In Unstuck in Time, Gregory Sumner guides us, with insight and passion, through a biography of fifteen of Kurt Vonnegut's best-known works--his fourteen novels starting with Player Piano (1952) all the way to an epilogue on his last book, A Man Without a Country (2005)--to illustrate the quintessential American writer's profound engagement with the "American Dream" in its various forms.
Sumner gives us a poignant portrait of Vonnegut and his resistance to celebrating the traditional values associated with the American Dream: grandiose ambition, unbridled material success, rugged individualism, and "winners" over "losers." Instead of a celebration of these values, we read and share Vonnegut's outrage, his brokenhearted empathy for those who struggle under the ethos of survival-of-the-fittest in the frontier mentality--something he once memorably described as "an impossibly tough-minded experiment in loneliness."

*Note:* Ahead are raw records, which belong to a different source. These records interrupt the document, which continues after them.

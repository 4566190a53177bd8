//! Load balancing policy assignment on cluster references.

use crate::error::AdminResult;
use crate::store::{ClusterRef, ConfigMutator, ConfigNode};

/// Sets `policy` / `policy_module` on cluster references.
#[derive(Debug, Clone, Copy)]
pub struct PolicyUpdater<'a> {
    mutator: &'a ConfigMutator,
}

impl<'a> PolicyUpdater<'a> {
    pub fn new(mutator: &'a ConfigMutator) -> Self {
        Self { mutator }
    }

    /// Set the given attributes, leaving omitted ones unchanged.
    pub fn update_policy(
        &self,
        cluster_ref: &ConfigNode<ClusterRef>,
        policy: Option<&str>,
        policy_module: Option<&str>,
    ) -> AdminResult<()> {
        if policy.is_none() && policy_module.is_none() {
            return Ok(());
        }

        self.mutator.apply(cluster_ref, |tx| {
            if let Some(policy) = policy {
                tx.policy = Some(policy.to_string());
            }
            if let Some(module) = policy_module {
                tx.policy_module = Some(module.to_string());
            }
            Ok(())
        })?;

        tracing::info!(
            cluster_ref = %cluster_ref.key(),
            policy = ?policy,
            policy_module = ?policy_module,
            "Updated load balancing policy"
        );
        Ok(())
    }
}
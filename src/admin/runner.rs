//! Command execution service.
//!
//! # Responsibilities
//! - Hold the registry of named commands
//! - Execute requests received over a channel, one at a time
//! - Reply to each request with its `ActionReport`
//!
//! # Design Decisions
//! - Callers only hold a `CommandRunner` (a channel sender); they never see
//!   command objects
//! - An unknown command name or a stopped service is a failure report, not
//!   a panic

use std::collections::HashMap;
use std::sync::Arc;
use tokio::sync::{mpsc, oneshot};

use crate::admin::params::Parameters;
use crate::admin::report::ActionReport;
use crate::admin::AdminCommand;
use crate::admin::{EnableApplicationCommand, EnableServerCommand, HealthCheckerCommand};
use crate::observability::metrics;
use crate::store::ConfigStore;

const CHANNEL_CAPACITY: usize = 64;

/// A request for the command service.
struct CommandRequest {
    name: String,
    params: Parameters,
    reply: oneshot::Sender<ActionReport>,
}

/// Registry of commands, run on its own task.
#[derive(Default)]
pub struct CommandService {
    commands: HashMap<&'static str, Arc<dyn AdminCommand>>,
}

impl CommandService {
    pub fn new() -> Self {
        Self::default()
    }

    /// Service with the sub-commands used by `create-http-lb-ref`.
    pub fn with_defaults(store: Arc<ConfigStore>) -> Self {
        Self::new()
            .register(HealthCheckerCommand::new(store.clone()))
            .register(EnableServerCommand::new(store.clone()))
            .register(EnableApplicationCommand::new(store))
    }

    /// Register a command, replacing any command with the same name.
    pub fn register(mut self, command: impl AdminCommand + 'static) -> Self {
        self.commands.insert(command.name(), Arc::new(command));
        self
    }

    /// Start the service on a Tokio task.
    pub fn spawn(self) -> CommandRunner {
        let (tx, rx) = mpsc::channel(CHANNEL_CAPACITY);
        tokio::spawn(self.run(rx));
        CommandRunner { tx }
    }

    async fn run(self, mut rx: mpsc::Receiver<CommandRequest>) {
        tracing::debug!(commands = self.commands.len(), "Command service started");
        while let Some(request) = rx.recv().await {
            let report = self.dispatch(&request.name, &request.params);
            if request.reply.send(report).is_err() {
                tracing::debug!(command = %request.name, "Caller went away before the reply");
            }
        }
        tracing::debug!("Command service stopped");
    }

    fn dispatch(&self, name: &str, params: &Parameters) -> ActionReport {
        let mut report = ActionReport::new(name);
        match self.commands.get(name) {
            Some(command) => match command.execute(params) {
                Ok(message) => report.succeed(message),
                Err(e) => {
                    tracing::debug!(command = %name, error = %e, "Command failed");
                    report.fail(e.to_string(), Some(&e));
                }
            },
            None => report.fail(format!("Command {} not found", name), None),
        }
        metrics::record_command(name, report.is_success());
        report
    }
}

/// Handle used to invoke commands by name.
#[derive(Debug, Clone)]
pub struct CommandRunner {
    tx: mpsc::Sender<CommandRequest>,
}

impl CommandRunner {
    /// Run `name` to completion and return its report.
    pub async fn invoke(&self, name: &str, params: Parameters) -> ActionReport {
        let (reply, response) = oneshot::channel();
        let request = CommandRequest {
            name: name.to_string(),
            params,
            reply,
        };

        if self.tx.send(request).await.is_err() {
            return unavailable(name);
        }
        response.await.unwrap_or_else(|_| unavailable(name))
    }
}

fn unavailable(name: &str) -> ActionReport {
    let mut report = ActionReport::new(name);
    report.fail("Command service is not running", None);
    report
}

#[cfg(test)]
mod tests {
    use super::*;
    use crate::error::{AdminError, AdminResult};

    struct Echo;

    impl AdminCommand for Echo {
        fn name(&self) -> &'static str {
            "echo"
        }

        fn execute(&self, params: &Parameters) -> AdminResult<String> {
            Ok(params.require("text")?.to_string())
        }
    }

    #[tokio::test]
    async fn test_invoke_by_name() {
        let runner = CommandService::new().register(Echo).spawn();

        let report = runner.invoke("echo", Parameters::new().with("text", "hi")).await;
        assert!(report.is_success());
        assert_eq!(report.message, "hi");

        let report = runner.invoke("echo", Parameters::new()).await;
        assert!(!report.is_success());
        assert!(report.message.contains("text"));
    }

    #[tokio::test]
    async fn test_unknown_command() {
        let runner = CommandService::new().spawn();
        let report = runner.invoke("no-such-command", Parameters::new()).await;
        assert!(!report.is_success());
        assert_eq!(report.message, "Command no-such-command not found");
    }

    #[tokio::test]
    async fn test_failure_cause_recorded() {
        struct Fails;
        impl AdminCommand for Fails {
            fn name(&self) -> &'static str {
                "fails"
            }
            fn execute(&self, _: &Parameters) -> AdminResult<String> {
                Err(AdminError::MutuallyExclusiveInput)
            }
        }

        let runner = CommandService::new().register(Fails).spawn();
        let report = runner.invoke("fails", Parameters::new()).await;
        assert_eq!(report.failure_cause.as_deref(), Some("MutuallyExclusiveInput"));
    }
}
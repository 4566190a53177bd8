//! Admin command subsystem.
//!
//! # Data Flow
//! ```text
//! CLI / embedding process
//!     → create_lb_ref.rs (workflow, runs on the caller's task)
//!         → store + load_balancer (reference, policy)
//!         → CommandRunner ──mpsc──▶ CommandService task
//!               → health_checker.rs / enable_server.rs / enable_application.rs
//!               ◀──oneshot── ActionReport
//!     → ActionReport
//! ```
//!
//! # Design Decisions
//! - Sub-commands are looked up by name; the workflow never constructs them
//! - Commands return `AdminResult<String>`; the service turns that into a report

pub mod create_lb_ref;
pub mod enable_application;
pub mod enable_server;
pub mod health_checker;
pub mod params;
pub mod report;
pub mod runner;
pub mod steps;

pub use create_lb_ref::{CreateLbRef, CreateLbRefRequest};
pub use enable_application::EnableApplicationCommand;
pub use enable_server::EnableServerCommand;
pub use health_checker::HealthCheckerCommand;
pub use params::Parameters;
pub use report::{ActionReport, ExitCode};
pub use runner::{CommandRunner, CommandService};
pub use steps::{FailurePolicy, Step};

use crate::error::AdminResult;

/// A command the command service can run by name.
pub trait AdminCommand: Send + Sync {
    /// Name the command is registered under.
    fn name(&self) -> &'static str;

    /// Run to completion. The returned message becomes the report message.
    fn execute(&self, params: &Parameters) -> AdminResult<String>;
}
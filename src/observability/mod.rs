//! Observability subsystem.
//!
//! # Data Flow
//! ```text
//! All subsystems produce:
//!     → logging.rs (structured log events via `tracing`)
//!     → metrics.rs (counters via the `metrics` facade)
//!
//! Consumers:
//!     → stderr (fmt layer, filtered by RUST_LOG or the configured level)
//!     → whatever recorder the embedding process installs
//! ```
//!
//! # Design Decisions
//! - Each command invocation runs in a span carrying its invocation id
//! - No metrics exporter is installed by the CLI; without a recorder the
//!   counters are no-ops

pub mod logging;
pub mod metrics;
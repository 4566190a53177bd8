//! Configuration tree nodes.
//!
//! # Responsibilities
//! - Give every node a stable, path-like key
//! - Hold the last committed value of a node as an immutable snapshot
//! - Carry the per-node write lock and version used by the mutator
//!
//! # Design Decisions
//! - Readers load an `Arc` snapshot and never block on writers
//! - Only `ConfigMutator` can replace a snapshot
//! - Child nodes are held by their parent's value, so a child that is never
//!   committed into a parent is unreachable

use arc_swap::ArcSwap;
use serde::{Serialize, Serializer};
use std::fmt;
use std::sync::atomic::{AtomicU64, Ordering};
use std::sync::{Arc, Mutex};
use thiserror::Error;

/// Stable address of a node, e.g. `lb-configs/lb-config[lb1]/cluster-ref[c1]`.
#[derive(Debug, Clone, PartialEq, Eq, Hash, PartialOrd, Ord, Serialize)]
#[serde(transparent)]
pub struct NodeKey(String);

impl NodeKey {
    /// Key of a top-level collection.
    pub fn root(collection: &str) -> Self {
        Self(collection.to_string())
    }

    /// Key of the `element` named `name` under this node.
    pub fn child(&self, element: &str, name: &str) -> Self {
        Self(format!("{}/{}[{}]", self.0, element, name))
    }

    pub fn as_str(&self) -> &str {
        &self.0
    }

    /// Element name of the last path segment (`cluster-ref` for the example above).
    pub fn element(&self) -> &str {
        let last = self.0.rsplit('/').next().unwrap_or(&self.0);
        last.split('[').next().unwrap_or(last)
    }
}

impl fmt::Display for NodeKey {
    fn fmt(&self, f: &mut fmt::Formatter<'_>) -> fmt::Result {
        f.write_str(&self.0)
    }
}

/// A rejected property value.
#[derive(Debug, Clone, PartialEq, Eq, Error)]
#[error("{property}: {reason}")]
pub struct PropertyVeto {
    pub property: &'static str,
    pub reason: String,
}

impl PropertyVeto {
    pub fn new(property: &'static str, reason: impl Into<String>) -> Self {
        Self {
            property,
            reason: reason.into(),
        }
    }
}

/// Property constraints checked before a value is committed.
pub trait Validate {
    fn validate(&self) -> Result<(), PropertyVeto> {
        Ok(())
    }
}

/// A node of the configuration tree.
///
/// Cloning a `ConfigNode` clones the handle, not the value: all clones see
/// the same commits.
pub struct ConfigNode<T> {
    inner: Arc<NodeCell<T>>,
}

struct NodeCell<T> {
    key: NodeKey,
    current: ArcSwap<T>,
    version: AtomicU64,
    write_lock: Mutex<()>,
}

impl<T> ConfigNode<T> {
    /// Create a node holding `value` at version 0.
    pub fn new(key: NodeKey, value: T) -> Self {
        Self {
            inner: Arc::new(NodeCell {
                key,
                current: ArcSwap::from_pointee(value),
                version: AtomicU64::new(0),
                write_lock: Mutex::new(()),
            }),
        }
    }

    pub fn key(&self) -> &NodeKey {
        &self.inner.key
    }

    /// The last committed value.
    pub fn snapshot(&self) -> Arc<T> {
        self.inner.current.load_full()
    }

    /// Number of commits applied to this node.
    pub fn version(&self) -> u64 {
        self.inner.version.load(Ordering::Acquire)
    }

    pub(crate) fn write_lock(&self) -> &Mutex<()> {
        &self.inner.write_lock
    }

    /// Publish a new value. Callers must hold the write lock.
    pub(crate) fn publish(&self, value: T) -> u64 {
        self.inner.current.store(Arc::new(value));
        self.inner.version.fetch_add(1, Ordering::AcqRel) + 1
    }
}

impl<T> Clone for ConfigNode<T> {
    fn clone(&self) -> Self {
        Self {
            inner: self.inner.clone(),
        }
    }
}

impl<T> fmt::Debug for ConfigNode<T> {
    fn fmt(&self, f: &mut fmt::Formatter<'_>) -> fmt::Result {
        f.debug_struct("ConfigNode")
            .field("key", &self.inner.key)
            .field("version", &self.version())
            .finish()
    }
}

impl<T: Serialize> Serialize for ConfigNode<T> {
    fn serialize<S: Serializer>(&self, serializer: S) -> Result<S::Ok, S::Error> {
        self.snapshot().as_ref().serialize(serializer)
    }
}
//! Configuration validation.
//!
//! # Responsibilities
//! - Semantic validation (serde handles syntactic)
//! - Check referential integrity (load balancers, cluster membership,
//!   application refs, LB config refs)
//! - Detect duplicate names
//!
//! # Design Decisions
//! - Returns all validation errors, not just first
//! - Validation is pure function: DomainConfig → Result<(), Vec<ValidationError>>
//! - Runs before config is accepted into the store

use std::collections::{HashMap, HashSet};
use thiserror::Error;

use crate::config::schema::{ApplicationRefConfig, DomainConfig};
use crate::store::RefKind;

/// A semantic problem in a domain file.
#[derive(Debug, Clone, PartialEq, Eq, Error)]
pub enum ValidationError {
    #[error("{section} entry has an empty name")]
    EmptyName { section: &'static str },

    #[error("duplicate {section} name {name}")]
    DuplicateName { section: &'static str, name: String },

    #[error("server {server} belongs to unknown cluster {cluster}")]
    UnknownCluster { server: String, cluster: String },

    #[error("admin server {server} cannot belong to a cluster")]
    ClusteredAdminServer { server: String },

    #[error("{target} references unknown application {application}")]
    UnknownApplication { target: String, application: String },

    #[error("load balancer {load_balancer} uses unknown LB config {lb_config}")]
    UnknownLbConfig { load_balancer: String, lb_config: String },

    #[error("LB config {lb_config} references unknown {kind} {name}")]
    UnknownReferenceTarget {
        lb_config: String,
        kind: RefKind,
        name: String,
    },

    #[error("LB config {lb_config} references {server}, which is not a stand alone instance")]
    NotStandaloneInstance { lb_config: String, server: String },

    #[error("LB config {lb_config} references {kind} {name} more than once")]
    DuplicateReference {
        lb_config: String,
        kind: RefKind,
        name: String,
    },

    #[error("health checker default {field} must be greater than 0")]
    InvalidHealthCheckerDefault { field: &'static str },
}

/// Check a domain file for semantic errors.
pub fn validate_config(config: &DomainConfig) -> Result<(), Vec<ValidationError>> {
    let mut errors = Vec::new();

    let clusters = unique_names(
        "cluster",
        config.clusters.iter().map(|c| c.name.as_str()),
        &mut errors,
    );
    let servers = unique_names(
        "server",
        config.servers.iter().map(|s| s.name.as_str()),
        &mut errors,
    );
    let applications = unique_names(
        "application",
        config.applications.iter().map(|a| a.name.as_str()),
        &mut errors,
    );
    unique_names(
        "load balancer",
        config.load_balancers.iter().map(|lb| lb.name.as_str()),
        &mut errors,
    );
    let lb_configs = unique_names(
        "LB config",
        config.lb_configs.iter().map(|c| c.name.as_str()),
        &mut errors,
    );

    // Standalone instances by name, for LB config server refs
    let mut standalone = HashMap::new();

    for server in &config.servers {
        if let Some(cluster) = &server.cluster {
            if server.admin {
                errors.push(ValidationError::ClusteredAdminServer {
                    server: server.name.clone(),
                });
            }
            if !clusters.contains(cluster.as_str()) {
                errors.push(ValidationError::UnknownCluster {
                    server: server.name.clone(),
                    cluster: cluster.clone(),
                });
            }
        }
        standalone.insert(server.name.as_str(), server.cluster.is_none() && !server.admin);
        check_application_refs(&server.name, &server.application_refs, &applications, &mut errors);
    }

    for cluster in &config.clusters {
        check_application_refs(
            &cluster.name,
            &cluster.application_refs,
            &applications,
            &mut errors,
        );
    }

    for lb in &config.load_balancers {
        if !lb_configs.contains(lb.lb_config_name.as_str()) {
            errors.push(ValidationError::UnknownLbConfig {
                load_balancer: lb.name.clone(),
                lb_config: lb.lb_config_name.clone(),
            });
        }
    }

    for lb_config in &config.lb_configs {
        let mut seen = HashSet::new();
        for r in &lb_config.refs {
            if !seen.insert((r.kind, r.name.as_str())) {
                errors.push(ValidationError::DuplicateReference {
                    lb_config: lb_config.name.clone(),
                    kind: r.kind,
                    name: r.name.clone(),
                });
            }
            let known = match r.kind {
                RefKind::Cluster => clusters.contains(r.name.as_str()),
                RefKind::Server => servers.contains(r.name.as_str()),
            };
            if !known {
                errors.push(ValidationError::UnknownReferenceTarget {
                    lb_config: lb_config.name.clone(),
                    kind: r.kind,
                    name: r.name.clone(),
                });
            } else if r.kind == RefKind::Server && standalone.get(r.name.as_str()) == Some(&false) {
                errors.push(ValidationError::NotStandaloneInstance {
                    lb_config: lb_config.name.clone(),
                    server: r.name.clone(),
                });
            }
        }
    }

    let defaults = &config.admin.health_checker;
    if defaults.interval_secs == 0 {
        errors.push(ValidationError::InvalidHealthCheckerDefault { field: "interval_secs" });
    }
    if defaults.timeout_secs == 0 {
        errors.push(ValidationError::InvalidHealthCheckerDefault { field: "timeout_secs" });
    }

    if errors.is_empty() {
        Ok(())
    } else {
        Err(errors)
    }
}

fn unique_names<'a>(
    section: &'static str,
    names: impl Iterator<Item = &'a str>,
    errors: &mut Vec<ValidationError>,
) -> HashSet<&'a str> {
    let mut seen = HashSet::new();
    for name in names {
        if name.trim().is_empty() {
            errors.push(ValidationError::EmptyName { section });
        } else if !seen.insert(name) {
            errors.push(ValidationError::DuplicateName {
                section,
                name: name.to_string(),
            });
        }
    }
    seen
}

fn check_application_refs(
    target: &str,
    refs: &[ApplicationRefConfig],
    applications: &HashSet<&str>,
    errors: &mut Vec<ValidationError>,
) {
    for r in refs {
        if !applications.contains(r.name.as_str()) {
            errors.push(ValidationError::UnknownApplication {
                target: target.to_string(),
                application: r.name.clone(),
            });
        }
    }
}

Heroic and tragic, Vonnegut's novels reflect the pain of his own life's experiences, relieved by small acts of kindness, friendship, and love that exemplify another way of living, another sort of human utopia, an alternative American Dream, and the reason we always return to his books.
About the Author
GREGORY D. SUMNER, JD, PhD, is chair of history at the University of Detroit Mercy, where he has taught since 1993. He holds a doctorate in American history from Indiana University and is the author of Dwight Macdonald and the PoliticsCircle. Sumner has been awarded summer fellowships by the National Endowment for the Humanities, and has twice been William J. Fulbright Senior Lecturer at the Université di Roma Tre.